After the request for proposals (RFP) by the Bill and Melinda Gates Foundation (BMGF), Africa Harvest Biotechnology Foundation International (Africa Harvest) submitted a research proposal entitled Nutritionally Enhanced Sorghum for the Arid and Semi-Arid Tropical Areas of Africa otherwise known as the Africa Biofortified Sorghum (ABS) project.
The ABS project was one of the 43 projects that were selected from more than 1,000 applications. The aim of the project is to create a highly nutritious biofortified sorghum that grows well in the semi-arid and arid environments of Africa. The project seeks to develop a more nutritious but also easily digestible sorghum variety which contains increased levels of essential amino acids, especially lysine, increased levels of Vitamin A, and more available iron and zinc.
The project falls under grand Challenge number 9 whose goal is “to create a full range of optimal bioavailable nutrients in a single staple plant species with the aim of improving nutrition to promote health”. It addresses malnutrition as a major global health problem which disproportionately affects developing countries, especially in Sub-Saharan Africa.
After obtaining funding, Africa Harvest established a credible scientific consortium in order to achieve the goals of the project. Africa Harvest partnered with 11 institutions namely, DuPont through its business Pioneer Hi-Bred, United States; Council for Scientific and Industrial Research (CSIR), South Africa; African Agricultural Technology Foundation (AATF), Kenya; the International Crops Research Institute for the Semi-Arid Tropics (ICRISAT), India; the University of Pretoria (UP), South Africa; the University of California Berkeley (UC Berkeley), United States; the Agricultural Research Council of South Africa (ARC); the Environmental and Agricultural Research Institute (INERA), Burkina Faso; Kenya Agricultural Research Institute (KARI); Institute for Agricultural Research (IAR), Nigeria; and the West African Council for Agricultural Research and Development (CORAF/WECARD), Senegal to conduct research and development of the biofortified sorghum.

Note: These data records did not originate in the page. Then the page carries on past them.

//! # Overlay
//!
//! Command-line exporter for animated graphic overlays.

use clap::Parser;
use overlay_cli::CliArgs;
use tracing_subscriber::{layer::SubscriberExt, util::SubscriberInitExt, EnvFilter};

/// Initialize structured tracing with optional JSON format.
///
/// Set `RUST_LOG` to control log levels (default: info,overlay_core=debug,overlay_cli=debug).
/// Set `RUST_LOG_FORMAT=json` for JSON output. Logs go to stderr so command
/// output on stdout stays machine-readable.
fn init_tracing() {
    let filter = EnvFilter::try_from_default_env()
        .unwrap_or_else(|_| EnvFilter::new("info,overlay_core=debug,overlay_cli=debug"));

    let fmt_layer = tracing_subscriber::fmt::layer()
        .with_writer(std::io::stderr)
        .with_target(true)
        .with_thread_ids(false)
        .with_file(true)
        .with_line_number(true);

    if std::env::var("RUST_LOG_FORMAT").as_deref() == Ok("json") {
        tracing_subscriber::registry()
            .with(filter)
            .with(fmt_layer.json())
            .init();
    } else {
        tracing_subscriber::registry()
            .with(filter)
            .with(fmt_layer)
            .init();
    }
}

fn main() -> anyhow::Result<()> {
    init_tracing();

    let args = CliArgs::parse();
    let stdout = std::io::stdout();
    overlay_cli::run(args, &mut stdout.lock())
}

The ABS consortium brought together a team of African-based international research institutions and set the example of how globally significant research projects can be done on the Africa continent. Of the 43 GCGH projects that were funded, ABS was the only project that was awarded to an African institution.
The first phase of ABS project started in July 2005 and is scheduled for completion in June 2010.